2. Compute Current Gradient: Calculate the gradient for the selected data point using the current parameters $\theta_k$: $v_{i_k} = \nabla L_{i_k}(\theta_k)$.
3. Update Average Gradient Estimate: The core of SAG is using an average of the stored gradients as the update direction. This average can be updated efficiently. Let $G_k = \frac{1}{N} \sum_{j=1}^N g_j$ be the average of gradients stored up to iteration $k$. The new average $G_{k+1}$ is calculated by effectively replacing the old stored gradient $g_{i_k}$ with the newly computed gradient $v_{i_k}$ in the sum: $G_{k+1} = G_k + \frac{1}{N} (v_{i_k} - g_{i_k})$ This avoids re-summing all $N$ stored gradients at every step.
4. Update Parameters: Update the parameters using this less noisy average gradient estimate: $\theta_{k+1} = \theta_k - \eta G_{k+1}$ where $\eta$ is the learning rate.
5. Update Memory: Store the newly computed gradient $v_{i_k}$ in the memory table, replacing the previous value for $g_{i_k}$: $g_{i_k} \leftarrow v_{i_k}$

Initially, the stored gradients $g_i$ might be initialized to zero vectors or computed from an initial parameter guess.

Flow of a single SAG iteration. A data point $i_k$ is sampled, its current gradient is computed, and this new gradient updates both the running average gradient estimate ($G_{k+1}$) and the stored gradient memory ($g_{i_k}$).

Convergence Properties

One of the main advantages of SAG is its convergence rate. For strongly convex and smooth objective functions, SAG achieves a linear convergence rate. This is a significant improvement over the typically sublinear rate of standard SGD for such problems. In essence, SAG converges much faster in terms of the number of iterations required to reach a certain accuracy, approaching the desirable properties of full batch gradient descent. The convergence does not degrade significantly with increasing dataset size $N$, unlike batch gradient descent whose cost per iteration scales linearly with $N$.

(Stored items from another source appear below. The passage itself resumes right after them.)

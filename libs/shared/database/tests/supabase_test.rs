use assert_matches::assert_matches;
use reqwest::Method;
use serde_json::{json, Value};
use wiremock::{MockServer, Mock, ResponseTemplate};
use wiremock::matchers::{body_json, header, method, path, query_param};

use shared_config::AppConfig;
use shared_database::{SupabaseClient, SupabaseError};

fn config_for(server: &MockServer) -> AppConfig {
    AppConfig {
        supabase_url: server.uri(),
        supabase_anon_key: "test-anon-key".to_string(),
        supabase_jwt_secret: "secret".to_string(),
        ..AppConfig::default()
    }
}

#[tokio::test]
async fn request_sends_api_key_and_bearer_token() {
    let server = MockServer::start().await;

    Mock::given(method("GET"))
        .and(path("/rest/v1/perfiles"))
        .and(query_param("dni", "eq.12345678"))
        .and(header("apikey", "test-anon-key"))
        .and(header("authorization", "Bearer user-token"))
        .respond_with(ResponseTemplate::new(200).set_body_json(json!([{ "dni": "12345678" }])))
        .mount(&server)
        .await;

    let client = SupabaseClient::new(&config_for(&server));
    let rows: Vec<Value> = client
        .request(Method::GET, "/rest/v1/perfiles?dni=eq.12345678", Some("user-token"), None)
        .await
        .unwrap();

    assert_eq!(rows.len(), 1);
}

#[tokio::test]
async fn sign_in_lowercases_email_and_classifies_failure() {
    let server = MockServer::start().await;

    Mock::given(method("POST"))
        .and(path("/auth/v1/token"))
        .and(query_param("grant_type", "password"))
        .and(body_json(json!({ "email": "ana@clinica.com", "password": "Secreta123" })))
        .respond_with(ResponseTemplate::new(400).set_body_json(json!({
            "error": "invalid_grant",
            "error_description": "Invalid login credentials"
        })))
        .mount(&server)
        .await;

    let client = SupabaseClient::new(&config_for(&server));
    let err = client
        .sign_in_with_password("Ana@Clinica.com", "Secreta123")
        .await
        .unwrap_err();

    let classified = SupabaseError::from_anyhow(&err).unwrap();
    assert_matches!(classified, SupabaseError::Api { status: 400, .. });
    assert_eq!(classified.message(), "Invalid login credentials");
}

#[tokio::test]
async fn upload_object_upserts_and_returns_key() {
    let server = MockServer::start().await;

    Mock::given(method("POST"))
        .and(path("/storage/v1/object/perfiles/u1_1700000000000.png"))
        .and(header("x-upsert", "true"))
        .and(header("content-type", "image/png"))
        .respond_with(ResponseTemplate::new(200).set_body_json(json!({
            "Key": "perfiles/u1_1700000000000.png"
        })))
        .mount(&server)
        .await;

    let client = SupabaseClient::new(&config_for(&server));
    let key = client
        .upload_object("perfiles", "u1_1700000000000.png", vec![1, 2, 3], "image/png", None)
        .await
        .unwrap();

    assert_eq!(key, "perfiles/u1_1700000000000.png");
}

#[tokio::test]
async fn duplicate_insert_is_a_conflict() {
    let server = MockServer::start().await;

    Mock::given(method("POST"))
        .and(path("/rest/v1/perfiles"))
        .respond_with(ResponseTemplate::new(409).set_body_json(json!({
            "code": "23505",
            "message": "duplicate key value violates unique constraint \"perfiles_dni_key\""
        })))
        .mount(&server)
        .await;

    let client = SupabaseClient::new(&config_for(&server));
    let err = client
        .request::<Vec<Value>>(Method::POST, "/rest/v1/perfiles", None, Some(json!({ "dni": "1" })))
        .await
        .unwrap_err();

    assert_matches!(SupabaseError::from_anyhow(&err), Some(SupabaseError::Conflict(_)));
}
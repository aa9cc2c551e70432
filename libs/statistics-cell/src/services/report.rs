//! Printable statistics report: the access log followed by appointments per
//! specialty on a page of its own.

use chrono::NaiveDate;

use shared_utils::format::format_date_full;
use shared_utils::pdf::PdfReport;

use crate::models::{AccessLog, AppointmentStatistics, StatisticsError};
use crate::services::export::log_timestamp;

pub const REPORT_TITLE: &str = "Estadísticas de la Clínica";

pub fn statistics_pdf(
    logs: &[AccessLog],
    stats: &AppointmentStatistics,
    issued_on: NaiveDate,
) -> Result<Vec<u8>, StatisticsError> {
    let mut report = PdfReport::new(REPORT_TITLE).map_err(StatisticsError::ExportError)?;

    report.line(REPORT_TITLE, 18.0, 0.0, true);
    report.line(&format!("Fecha de emisión: {}", format_date_full(issued_on)), 12.0, 0.0, false);
    report.line(
        &format!("Período: {} - {}", stats.desde.format("%d/%m/%Y"), stats.hasta.format("%d/%m/%Y")),
        10.0,
        0.0,
        false,
    );
    report.rule();

    report.line("Log de Ingresos al Sistema", 14.0, 0.0, true);
    if logs.is_empty() {
        report.line("Sin ingresos registrados", 10.0, 0.0, false);
    }
    for (index, log) in logs.iter().enumerate() {
        report.line(
            &format!("{}. {} ({}) - {}", index + 1, log.usuario_nombre, log.usuario_tipo, log_timestamp(log)),
            10.0,
            0.0,
            false,
        );
    }

    report.page_break();
    report.line("Turnos por Especialidad", 18.0, 0.0, true);
    report.rule();
    if stats.by_specialty.is_empty() {
        report.line("Sin turnos en el período", 10.0, 0.0, false);
    }
    for entry in &stats.by_specialty {
        report.line(&format!("{}: {}", entry.nombre, entry.cantidad), 10.0, 0.0, false);
    }
    report.gap(4.0);
    report.line(&format!("Total de turnos: {}", stats.total), 10.0, 0.0, true);

    report.finish().map_err(StatisticsError::ExportError)
}

#[cfg(test)]
mod tests {
    use super::*;
    use crate::services::aggregate::appointment_statistics;

    fn day(d: u32) -> NaiveDate {
        NaiveDate::from_ymd_opt(2024, 1, d).unwrap()
    }

    fn log(n: usize) -> AccessLog {
        AccessLog {
            id: None,
            usuario_id: format!("u{}", n),
            usuario_nombre: "Ana García".to_string(),
            usuario_tipo: "paciente".to_string(),
            fecha_hora: "2024-01-15T10:00:00".to_string(),
        }
    }

    #[test]
    fn renders_an_empty_report() {
        let stats = appointment_statistics(&[], day(1), day(31));
        let bytes = statistics_pdf(&[], &stats, day(31)).unwrap();
        assert!(bytes.starts_with(b"%PDF"));
    }

    #[test]
    fn long_access_logs_span_pages() {
        let logs: Vec<AccessLog> = (0..120).map(log).collect();
        let stats = appointment_statistics(&[], day(1), day(31));
        let bytes = statistics_pdf(&logs, &stats, day(31)).unwrap();
        assert!(bytes.starts_with(b"%PDF"));
    }
}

Computational Cost and Memory

• Computation: The cost per iteration of SAG is dominated by the computation of a single gradient $\nabla L_{i_k}(\theta_k)$ and vector additions/subtractions. This is comparable to the cost per iteration of SGD (with batch size 1). It's substantially cheaper than batch gradient descent, which requires computing $N$ gradients per iteration.
• Memory: The primary drawback of SAG is its memory requirement. It needs to store $N$ gradient vectors, where $N$ is the total number of data points in the training set. If the parameter dimension $d$ is large and $N$ is massive (billions of samples), storing $N \times d$ floating-point numbers can become impractical or even impossible.

SAG vs. SGD

• Variance: SAG significantly reduces the variance compared to SGD by averaging gradients. This leads to more stable updates and faster convergence.
• Memory: SGD has minimal memory overhead (just storing parameters and current mini-batch gradients), while SAG requires storing $N$ gradients.
• Convergence Speed (Iterations): SAG typically converges much faster (linearly) than SGD (sublinearly) for strongly convex problems.
• Implementation Complexity: SAG is slightly more complex to implement due to the need to manage the gradient memory table.

SAG represents an important step towards bridging the gap between the scalability of SGD and the fast convergence of batch methods. Its memory requirement, however, limits its applicability in scenarios with extremely large $N$. This limitation motivated the development of subsequent variance reduction techniques like SVRG, which we will discuss next, aiming to retain the fast convergence benefits while mitigating the memory burden.